:: INFORMATION SHOWN ::

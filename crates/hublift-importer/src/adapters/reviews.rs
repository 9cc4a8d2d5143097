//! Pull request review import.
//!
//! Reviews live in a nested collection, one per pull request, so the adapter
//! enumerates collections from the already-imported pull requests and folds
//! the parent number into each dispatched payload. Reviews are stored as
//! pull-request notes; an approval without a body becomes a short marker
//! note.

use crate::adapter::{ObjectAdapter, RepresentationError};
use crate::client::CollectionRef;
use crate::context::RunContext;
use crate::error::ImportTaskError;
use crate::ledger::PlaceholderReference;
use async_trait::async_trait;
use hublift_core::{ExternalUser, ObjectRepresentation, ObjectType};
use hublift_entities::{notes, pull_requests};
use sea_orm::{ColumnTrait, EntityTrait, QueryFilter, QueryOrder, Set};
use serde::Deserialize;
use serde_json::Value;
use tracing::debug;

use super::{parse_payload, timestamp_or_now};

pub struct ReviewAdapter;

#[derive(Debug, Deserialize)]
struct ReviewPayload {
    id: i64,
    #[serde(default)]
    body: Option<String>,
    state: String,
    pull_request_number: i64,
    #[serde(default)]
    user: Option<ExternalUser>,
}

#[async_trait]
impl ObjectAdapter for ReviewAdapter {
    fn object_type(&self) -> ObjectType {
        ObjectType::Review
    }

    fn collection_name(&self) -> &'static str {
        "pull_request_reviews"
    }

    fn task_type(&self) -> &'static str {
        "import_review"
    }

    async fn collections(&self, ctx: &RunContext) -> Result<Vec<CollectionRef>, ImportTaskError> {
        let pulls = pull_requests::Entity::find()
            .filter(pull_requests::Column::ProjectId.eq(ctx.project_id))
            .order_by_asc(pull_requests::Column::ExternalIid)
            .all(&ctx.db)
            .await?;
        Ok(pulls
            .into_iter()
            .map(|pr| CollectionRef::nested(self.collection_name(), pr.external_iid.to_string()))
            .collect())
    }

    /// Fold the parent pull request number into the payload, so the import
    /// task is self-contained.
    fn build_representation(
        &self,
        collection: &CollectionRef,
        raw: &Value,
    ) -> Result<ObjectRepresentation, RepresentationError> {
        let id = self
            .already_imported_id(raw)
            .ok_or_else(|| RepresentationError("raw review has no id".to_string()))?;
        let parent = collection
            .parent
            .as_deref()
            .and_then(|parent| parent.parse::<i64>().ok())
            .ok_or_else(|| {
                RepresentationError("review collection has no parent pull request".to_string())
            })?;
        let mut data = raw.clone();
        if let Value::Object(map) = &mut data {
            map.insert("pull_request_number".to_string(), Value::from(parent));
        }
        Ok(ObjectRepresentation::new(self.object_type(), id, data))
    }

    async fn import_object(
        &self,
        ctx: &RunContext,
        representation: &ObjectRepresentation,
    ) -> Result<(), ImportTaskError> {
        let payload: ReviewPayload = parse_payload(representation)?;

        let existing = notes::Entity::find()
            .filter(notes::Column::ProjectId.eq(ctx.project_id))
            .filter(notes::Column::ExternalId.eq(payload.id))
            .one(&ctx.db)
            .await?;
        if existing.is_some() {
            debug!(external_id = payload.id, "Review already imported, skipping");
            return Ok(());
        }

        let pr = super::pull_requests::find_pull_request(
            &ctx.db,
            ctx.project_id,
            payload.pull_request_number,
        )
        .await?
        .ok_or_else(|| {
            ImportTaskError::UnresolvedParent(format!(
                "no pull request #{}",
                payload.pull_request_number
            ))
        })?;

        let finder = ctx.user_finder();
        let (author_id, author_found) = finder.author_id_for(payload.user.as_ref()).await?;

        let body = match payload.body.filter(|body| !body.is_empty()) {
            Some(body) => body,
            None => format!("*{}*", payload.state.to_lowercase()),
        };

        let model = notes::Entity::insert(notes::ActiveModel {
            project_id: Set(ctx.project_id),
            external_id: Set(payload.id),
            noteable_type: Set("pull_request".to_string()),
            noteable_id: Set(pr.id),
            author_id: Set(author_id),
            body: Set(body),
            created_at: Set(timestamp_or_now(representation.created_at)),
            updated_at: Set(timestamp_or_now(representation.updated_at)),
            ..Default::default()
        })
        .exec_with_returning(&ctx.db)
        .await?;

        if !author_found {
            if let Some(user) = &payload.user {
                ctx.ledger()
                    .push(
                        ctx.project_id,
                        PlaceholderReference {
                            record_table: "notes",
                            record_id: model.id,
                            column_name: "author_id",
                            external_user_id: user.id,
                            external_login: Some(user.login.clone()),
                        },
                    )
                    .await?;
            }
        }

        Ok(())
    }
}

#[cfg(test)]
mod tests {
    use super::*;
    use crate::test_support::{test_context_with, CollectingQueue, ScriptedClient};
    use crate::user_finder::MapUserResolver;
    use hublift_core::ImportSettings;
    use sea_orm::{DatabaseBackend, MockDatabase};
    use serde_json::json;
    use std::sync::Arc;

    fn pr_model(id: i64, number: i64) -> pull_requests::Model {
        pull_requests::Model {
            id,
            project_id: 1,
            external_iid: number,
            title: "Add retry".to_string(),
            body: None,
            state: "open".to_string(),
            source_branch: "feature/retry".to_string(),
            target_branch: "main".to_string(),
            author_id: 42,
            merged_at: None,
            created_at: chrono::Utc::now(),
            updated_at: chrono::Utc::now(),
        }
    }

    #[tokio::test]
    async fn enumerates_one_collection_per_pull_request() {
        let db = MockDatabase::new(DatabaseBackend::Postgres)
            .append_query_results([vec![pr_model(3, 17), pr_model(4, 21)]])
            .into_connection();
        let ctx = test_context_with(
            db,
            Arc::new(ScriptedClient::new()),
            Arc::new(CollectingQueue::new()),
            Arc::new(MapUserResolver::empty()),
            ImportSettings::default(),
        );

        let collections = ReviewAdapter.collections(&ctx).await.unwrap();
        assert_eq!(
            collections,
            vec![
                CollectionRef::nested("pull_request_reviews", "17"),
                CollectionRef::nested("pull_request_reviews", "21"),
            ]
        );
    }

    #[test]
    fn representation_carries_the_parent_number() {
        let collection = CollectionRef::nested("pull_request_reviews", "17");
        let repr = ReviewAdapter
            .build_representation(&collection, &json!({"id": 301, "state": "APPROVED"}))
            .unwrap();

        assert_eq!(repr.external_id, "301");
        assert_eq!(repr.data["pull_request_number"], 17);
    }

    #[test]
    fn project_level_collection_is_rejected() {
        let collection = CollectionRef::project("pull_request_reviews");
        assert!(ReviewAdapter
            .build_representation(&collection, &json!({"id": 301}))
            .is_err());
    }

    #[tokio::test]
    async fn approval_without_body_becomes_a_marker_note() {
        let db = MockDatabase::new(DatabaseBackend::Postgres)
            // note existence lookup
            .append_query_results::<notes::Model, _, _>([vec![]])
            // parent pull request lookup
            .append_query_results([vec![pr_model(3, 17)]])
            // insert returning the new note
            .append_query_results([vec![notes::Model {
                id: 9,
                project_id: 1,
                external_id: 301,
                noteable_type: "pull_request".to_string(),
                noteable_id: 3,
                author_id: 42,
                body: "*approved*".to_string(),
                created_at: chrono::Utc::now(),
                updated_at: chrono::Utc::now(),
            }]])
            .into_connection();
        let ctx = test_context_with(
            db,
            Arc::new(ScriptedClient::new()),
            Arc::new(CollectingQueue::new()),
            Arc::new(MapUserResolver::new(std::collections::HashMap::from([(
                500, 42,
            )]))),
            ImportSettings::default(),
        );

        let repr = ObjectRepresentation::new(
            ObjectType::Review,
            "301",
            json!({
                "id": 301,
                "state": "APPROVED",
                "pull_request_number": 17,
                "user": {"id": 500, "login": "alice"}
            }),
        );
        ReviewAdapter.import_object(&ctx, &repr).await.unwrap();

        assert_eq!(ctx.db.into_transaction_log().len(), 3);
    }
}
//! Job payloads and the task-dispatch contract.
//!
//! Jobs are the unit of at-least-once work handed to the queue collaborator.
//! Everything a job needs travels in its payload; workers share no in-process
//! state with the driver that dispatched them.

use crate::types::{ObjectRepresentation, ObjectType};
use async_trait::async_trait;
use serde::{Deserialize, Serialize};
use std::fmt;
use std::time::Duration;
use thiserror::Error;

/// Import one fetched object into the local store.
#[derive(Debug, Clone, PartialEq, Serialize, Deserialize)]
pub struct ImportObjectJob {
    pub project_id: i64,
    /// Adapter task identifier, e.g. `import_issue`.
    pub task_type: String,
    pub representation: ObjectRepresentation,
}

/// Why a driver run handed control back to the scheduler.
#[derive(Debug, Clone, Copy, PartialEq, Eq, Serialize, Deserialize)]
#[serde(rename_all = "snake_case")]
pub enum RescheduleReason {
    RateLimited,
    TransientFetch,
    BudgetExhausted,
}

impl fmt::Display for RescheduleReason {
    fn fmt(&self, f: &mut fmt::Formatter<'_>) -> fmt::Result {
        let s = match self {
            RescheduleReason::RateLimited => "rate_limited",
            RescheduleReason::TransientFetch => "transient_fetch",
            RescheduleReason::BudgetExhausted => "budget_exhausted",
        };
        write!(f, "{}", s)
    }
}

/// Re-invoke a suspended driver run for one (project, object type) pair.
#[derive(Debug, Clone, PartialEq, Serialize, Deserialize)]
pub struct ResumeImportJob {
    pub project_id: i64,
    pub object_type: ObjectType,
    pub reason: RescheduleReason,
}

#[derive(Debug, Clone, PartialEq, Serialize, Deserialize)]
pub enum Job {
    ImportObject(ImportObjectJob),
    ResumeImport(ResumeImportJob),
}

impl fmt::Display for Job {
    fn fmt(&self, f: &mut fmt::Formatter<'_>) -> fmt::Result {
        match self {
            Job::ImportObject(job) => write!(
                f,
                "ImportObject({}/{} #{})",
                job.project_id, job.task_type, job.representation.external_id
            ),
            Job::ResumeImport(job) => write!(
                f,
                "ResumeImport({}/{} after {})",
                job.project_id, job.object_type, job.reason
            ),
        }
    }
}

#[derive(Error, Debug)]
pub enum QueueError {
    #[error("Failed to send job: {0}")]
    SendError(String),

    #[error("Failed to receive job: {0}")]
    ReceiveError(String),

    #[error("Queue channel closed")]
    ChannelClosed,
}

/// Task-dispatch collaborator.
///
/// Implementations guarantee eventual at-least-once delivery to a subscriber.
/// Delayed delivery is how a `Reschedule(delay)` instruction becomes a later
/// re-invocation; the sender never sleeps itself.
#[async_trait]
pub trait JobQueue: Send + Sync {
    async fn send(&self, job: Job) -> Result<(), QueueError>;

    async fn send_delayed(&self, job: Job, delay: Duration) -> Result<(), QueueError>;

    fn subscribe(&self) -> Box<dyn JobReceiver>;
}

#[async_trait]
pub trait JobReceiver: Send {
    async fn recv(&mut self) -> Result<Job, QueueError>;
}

:::
:: INFORMATION SHOWN ::

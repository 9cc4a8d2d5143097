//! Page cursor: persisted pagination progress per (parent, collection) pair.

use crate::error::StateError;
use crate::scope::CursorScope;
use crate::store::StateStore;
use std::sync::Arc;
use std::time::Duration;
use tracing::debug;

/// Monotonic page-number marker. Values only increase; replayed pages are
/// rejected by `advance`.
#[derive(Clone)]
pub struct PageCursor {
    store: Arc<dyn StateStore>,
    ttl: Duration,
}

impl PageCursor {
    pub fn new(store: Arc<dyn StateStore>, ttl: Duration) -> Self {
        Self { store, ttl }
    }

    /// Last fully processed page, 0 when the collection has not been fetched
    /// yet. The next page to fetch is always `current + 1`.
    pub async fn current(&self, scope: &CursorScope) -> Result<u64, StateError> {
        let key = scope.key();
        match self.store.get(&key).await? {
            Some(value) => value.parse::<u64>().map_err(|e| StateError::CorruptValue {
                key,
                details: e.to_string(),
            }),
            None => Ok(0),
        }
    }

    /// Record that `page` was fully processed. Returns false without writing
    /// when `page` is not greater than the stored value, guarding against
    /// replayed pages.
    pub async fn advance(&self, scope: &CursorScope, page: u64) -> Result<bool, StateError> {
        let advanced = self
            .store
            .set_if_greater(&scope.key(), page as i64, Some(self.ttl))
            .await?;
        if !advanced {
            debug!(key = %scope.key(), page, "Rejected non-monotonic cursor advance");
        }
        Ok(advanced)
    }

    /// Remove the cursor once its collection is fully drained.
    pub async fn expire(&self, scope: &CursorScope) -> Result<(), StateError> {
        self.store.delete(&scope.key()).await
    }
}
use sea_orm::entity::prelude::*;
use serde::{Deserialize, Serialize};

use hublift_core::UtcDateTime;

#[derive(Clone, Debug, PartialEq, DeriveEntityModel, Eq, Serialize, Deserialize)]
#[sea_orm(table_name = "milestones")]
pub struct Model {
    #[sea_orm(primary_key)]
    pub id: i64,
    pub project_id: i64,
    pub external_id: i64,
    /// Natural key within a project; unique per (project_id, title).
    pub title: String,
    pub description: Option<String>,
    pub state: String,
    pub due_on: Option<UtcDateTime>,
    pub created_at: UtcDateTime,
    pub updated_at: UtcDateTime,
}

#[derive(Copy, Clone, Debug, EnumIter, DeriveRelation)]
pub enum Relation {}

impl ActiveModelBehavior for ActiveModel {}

:::
:: INFORMATION SHOWN ::

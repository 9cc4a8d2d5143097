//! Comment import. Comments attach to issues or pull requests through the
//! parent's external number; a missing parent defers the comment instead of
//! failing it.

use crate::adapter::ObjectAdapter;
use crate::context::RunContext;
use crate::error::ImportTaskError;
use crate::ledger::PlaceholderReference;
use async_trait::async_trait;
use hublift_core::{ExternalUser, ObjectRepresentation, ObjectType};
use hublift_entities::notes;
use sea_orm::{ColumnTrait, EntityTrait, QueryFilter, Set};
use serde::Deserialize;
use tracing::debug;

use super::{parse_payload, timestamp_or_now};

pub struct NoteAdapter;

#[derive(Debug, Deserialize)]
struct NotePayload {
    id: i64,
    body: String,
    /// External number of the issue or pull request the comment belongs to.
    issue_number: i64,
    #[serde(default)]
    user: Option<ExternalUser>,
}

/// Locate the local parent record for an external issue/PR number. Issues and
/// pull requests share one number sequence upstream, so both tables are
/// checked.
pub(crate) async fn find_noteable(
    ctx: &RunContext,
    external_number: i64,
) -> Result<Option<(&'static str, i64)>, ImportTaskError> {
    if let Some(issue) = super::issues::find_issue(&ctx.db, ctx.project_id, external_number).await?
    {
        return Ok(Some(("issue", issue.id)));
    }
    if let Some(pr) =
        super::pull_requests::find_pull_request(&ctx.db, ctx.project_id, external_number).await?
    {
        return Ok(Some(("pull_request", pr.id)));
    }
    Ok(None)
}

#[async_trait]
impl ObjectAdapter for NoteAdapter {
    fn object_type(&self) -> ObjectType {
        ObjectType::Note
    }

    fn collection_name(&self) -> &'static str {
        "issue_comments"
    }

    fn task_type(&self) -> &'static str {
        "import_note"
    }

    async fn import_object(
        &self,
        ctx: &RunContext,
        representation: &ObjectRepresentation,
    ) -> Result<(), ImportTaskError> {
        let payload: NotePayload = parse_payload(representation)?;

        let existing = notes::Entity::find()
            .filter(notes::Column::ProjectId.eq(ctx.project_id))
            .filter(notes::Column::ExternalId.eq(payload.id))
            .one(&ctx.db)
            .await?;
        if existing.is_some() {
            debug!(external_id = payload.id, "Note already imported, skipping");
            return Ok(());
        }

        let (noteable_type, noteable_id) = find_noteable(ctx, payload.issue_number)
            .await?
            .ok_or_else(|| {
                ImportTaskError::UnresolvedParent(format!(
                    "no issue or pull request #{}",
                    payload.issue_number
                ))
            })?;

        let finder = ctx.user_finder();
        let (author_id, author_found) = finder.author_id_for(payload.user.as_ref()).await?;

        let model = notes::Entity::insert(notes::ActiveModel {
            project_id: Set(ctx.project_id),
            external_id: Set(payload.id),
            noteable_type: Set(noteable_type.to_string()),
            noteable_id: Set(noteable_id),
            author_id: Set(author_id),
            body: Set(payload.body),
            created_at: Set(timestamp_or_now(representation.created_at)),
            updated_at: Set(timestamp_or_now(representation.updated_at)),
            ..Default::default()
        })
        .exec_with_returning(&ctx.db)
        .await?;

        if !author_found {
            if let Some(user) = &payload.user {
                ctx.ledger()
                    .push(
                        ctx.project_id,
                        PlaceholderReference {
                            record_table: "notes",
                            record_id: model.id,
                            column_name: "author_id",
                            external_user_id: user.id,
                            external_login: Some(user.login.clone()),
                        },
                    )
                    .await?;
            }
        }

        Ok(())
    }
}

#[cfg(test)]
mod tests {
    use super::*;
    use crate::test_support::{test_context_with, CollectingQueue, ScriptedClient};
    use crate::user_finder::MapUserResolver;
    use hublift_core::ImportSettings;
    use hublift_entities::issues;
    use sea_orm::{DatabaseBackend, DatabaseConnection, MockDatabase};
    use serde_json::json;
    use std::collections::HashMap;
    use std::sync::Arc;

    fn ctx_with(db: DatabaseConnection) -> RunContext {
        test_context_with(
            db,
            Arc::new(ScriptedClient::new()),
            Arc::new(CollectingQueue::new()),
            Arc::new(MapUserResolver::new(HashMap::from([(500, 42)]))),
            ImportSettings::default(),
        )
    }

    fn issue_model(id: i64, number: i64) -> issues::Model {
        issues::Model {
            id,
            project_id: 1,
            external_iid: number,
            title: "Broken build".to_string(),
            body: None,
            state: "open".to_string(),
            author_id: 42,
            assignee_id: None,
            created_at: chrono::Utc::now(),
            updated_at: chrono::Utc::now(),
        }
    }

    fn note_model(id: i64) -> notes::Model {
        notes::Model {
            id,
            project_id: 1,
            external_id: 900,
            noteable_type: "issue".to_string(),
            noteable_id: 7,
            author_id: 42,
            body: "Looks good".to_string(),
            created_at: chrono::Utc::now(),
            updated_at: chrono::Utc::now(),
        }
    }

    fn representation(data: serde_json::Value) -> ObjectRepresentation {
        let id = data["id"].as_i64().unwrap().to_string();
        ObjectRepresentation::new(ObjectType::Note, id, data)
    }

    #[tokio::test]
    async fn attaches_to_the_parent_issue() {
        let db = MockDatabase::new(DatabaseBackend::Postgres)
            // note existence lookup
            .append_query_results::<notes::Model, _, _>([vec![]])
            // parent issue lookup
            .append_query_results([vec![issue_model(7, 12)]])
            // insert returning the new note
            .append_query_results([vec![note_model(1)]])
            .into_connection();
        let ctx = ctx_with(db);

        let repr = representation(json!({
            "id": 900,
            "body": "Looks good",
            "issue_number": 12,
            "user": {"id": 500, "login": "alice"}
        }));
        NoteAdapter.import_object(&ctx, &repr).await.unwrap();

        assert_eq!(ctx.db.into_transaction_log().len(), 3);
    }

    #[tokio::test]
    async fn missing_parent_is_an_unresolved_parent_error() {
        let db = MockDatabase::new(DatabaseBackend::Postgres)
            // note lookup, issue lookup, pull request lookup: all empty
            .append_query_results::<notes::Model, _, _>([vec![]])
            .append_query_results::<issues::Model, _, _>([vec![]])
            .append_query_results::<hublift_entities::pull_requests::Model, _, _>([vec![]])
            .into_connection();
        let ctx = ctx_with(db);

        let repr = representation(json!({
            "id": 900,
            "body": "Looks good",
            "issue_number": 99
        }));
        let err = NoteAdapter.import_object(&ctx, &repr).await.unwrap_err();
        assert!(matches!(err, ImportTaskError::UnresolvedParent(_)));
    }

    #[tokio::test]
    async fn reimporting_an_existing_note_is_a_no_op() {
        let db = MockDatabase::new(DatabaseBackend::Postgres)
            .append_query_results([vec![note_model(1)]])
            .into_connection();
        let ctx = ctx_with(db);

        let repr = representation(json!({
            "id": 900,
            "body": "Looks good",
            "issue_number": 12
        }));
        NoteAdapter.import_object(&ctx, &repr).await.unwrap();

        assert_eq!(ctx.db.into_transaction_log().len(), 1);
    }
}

:::

▶ [WHAT IS EXPECTED]: Could you copy every line from the records that has "StateStore" in it?

▶ [RESULT FOR THIS EXERCISE]:
use crate::store::StateStore;
    store: Arc<dyn StateStore>,
    pub fn new(store: Arc<dyn StateStore>, ttl: Duration) -> Self {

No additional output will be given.